In order to interconnect IEC 61850 IEDs within the substation to an IEC 61850 NCC, the TCP/IP based client server part of the IEDs and the NCC can directly be used across any wide area network. However, this implies separate permanent TCP/IP connections to each individual IED inside the SA system and extensive resources and management at the NCC side, and makes the NCC configuration highly dependent on the IED architecture within the substation. Furthermore, means for switching control access between substation level and NCC level (e.g., between local and remote) must be implemented on all SA IEDs.

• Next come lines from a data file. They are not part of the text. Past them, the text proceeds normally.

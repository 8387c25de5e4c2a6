//! Common types for search and fetch results
//!
//! Stubs are what `search` hands back; `fetch` returns the full record
//! under `metadata`.

use schemars::JsonSchema;
use serde::{Deserialize, Serialize};
use serde_json::Value;

/// Which DataForSEO product a search goes to
#[derive(Debug, Clone, Copy, Default, PartialEq, Eq, Serialize, Deserialize, JsonSchema)]
#[serde(rename_all = "lowercase")]
pub enum Source {
    /// Live organic search engine results
    #[default]
    Serp,
    /// DataForSEO Labs keyword ideas
    Labs,
}

/// Search engine used for `source = serp`
#[derive(Debug, Clone, Copy, Default, PartialEq, Eq, Serialize, Deserialize, JsonSchema)]
#[serde(rename_all = "lowercase")]
pub enum SearchEngine {
    #[default]
    Google,
    Bing,
    Yahoo,
}

impl SearchEngine {
    /// Path segment used by the SERP endpoints
    pub fn as_str(&self) -> &'static str {
        match self {
            SearchEngine::Google => "google",
            SearchEngine::Bing => "bing",
            SearchEngine::Yahoo => "yahoo",
        }
    }
}

impl std::fmt::Display for SearchEngine {
    fn fmt(&self, f: &mut std::fmt::Formatter<'_>) -> std::fmt::Result {
        f.write_str(self.as_str())
    }
}

/// Lightweight search hit; the full record stays in the store
#[derive(Debug, Clone, PartialEq, Serialize, Deserialize)]
pub struct ResultStub {
    /// Opaque id accepted by `fetch`
    pub id: String,
    #[serde(skip_serializing_if = "Option::is_none")]
    pub title: Option<String>,
    pub text: String,
    /// Always serialized; `null` for keyword ideas
    pub url: Option<String>,
}

/// Output of the `search` tool
#[derive(Debug, Clone, PartialEq, Serialize, Deserialize)]
pub struct SearchResponse {
    /// Stubs in backend order
    pub results: Vec<ResultStub>,
}

/// Output of the `fetch` tool
#[derive(Debug, Clone, PartialEq, Serialize, Deserialize)]
pub struct FetchResult {
    pub id: String,
    #[serde(skip_serializing_if = "Option::is_none")]
    pub title: Option<String>,
    pub text: String,
    pub url: Option<String>,
    /// The raw backend record, untouched
    pub metadata: Value,
}
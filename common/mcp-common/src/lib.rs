//! MCP Common - Shared plumbing for MCP servers
//!
//! - **Initialization**: [`init_tracing`] sends logs to stderr, keeping stdout for the protocol
//! - **Results**: [`json_success`] and [`error_result`] build `CallToolResult` values
//! - **Errors**: [`invalid_params`] / [`internal_error`] for protocol-level failures
//! - **Embeddable**: [`EmbeddableMcp`] for calling a server's tools in-process
//!
//! # Example
//!
//! ```rust,ignore
//! use mcp_common::{error_result, json_success};
//!
//! async fn my_tool(&self) -> Result<CallToolResult, McpError> {
//!     match self.lookup().await {
//!         Ok(data) => json_success(&data),
//!         Err(e) => Ok(error_result(e.to_string())),
//!     }
//! }
//! ```

pub mod embeddable;
pub mod error;
pub mod init;
pub mod result;

pub use embeddable::{EmbeddableError, EmbeddableMcp, EmbeddableResult};
pub use error::{internal_error, invalid_params, McpResult};
pub use init::init_tracing;
pub use result::{error_result, json_success, ToolErrorBody};

pub use rmcp::{
    model::{CallToolResult, Content, Tool},
    ErrorData as McpError,
};

pub use async_trait::async_trait;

As an alternative, the use of a gateway from the SA side IEC 61850 bus to the NCC side IEC 61850 protocol has been recommended. Such a gateway operates as an IEC 61850 client to all those IEDs supplying process data (such as primary equipment status, e.g. switch position, or primary equipment supervision data e.g. gas alarms) intended for the NCC, and as an IEC 61850 server to the NCC for providing any process data changes in a configurable and controlled way via the MMS/TCP/IP part of IEC 61850. The gateway requires a configuration related to the SA system and its communication system on one side, and to the needed signals and signal qualities at the NCC on the other side. One simple method of configuring the server side of the gateway is to instantiate proxy Logical Devices (LD) for all the LDs on the substation IEDs to the NCC side of the gateway. This leads to a simple gateway configuration and also testing process; however, it makes the NCC communication link dependent on the IED related naming and the physical as well as logical device structure within the substation.
On the other hand, for the NCC, a substation related functional view based on the primary substation single line layout and corresponding equipment and functions may be beneficial. Such functional structure changes much less than the physical structure inside the secondary SA system, and might even to a large extent be known before the design of the SA system is finalized. Likewise, later extensions of the primary part of the substation and the corresponding functionality might be known long before the specific IEDs for the implementation have been determined.
In this context, the principles and methods of the present disclosure are by no means restricted to a use in substation automation, but are likewise applicable to related process control systems with a formal system description. In particular, it has to be noted that IEC 61850 is also an accepted standard for Hydro power plants, Wind power systems, and Distributed Energy Resources (DER). Further, it is also applicable to other protocols, as long as there is a formal description of the signal meaning, like for IEC 60870-5-101/104 according to IEC 61850-80-1.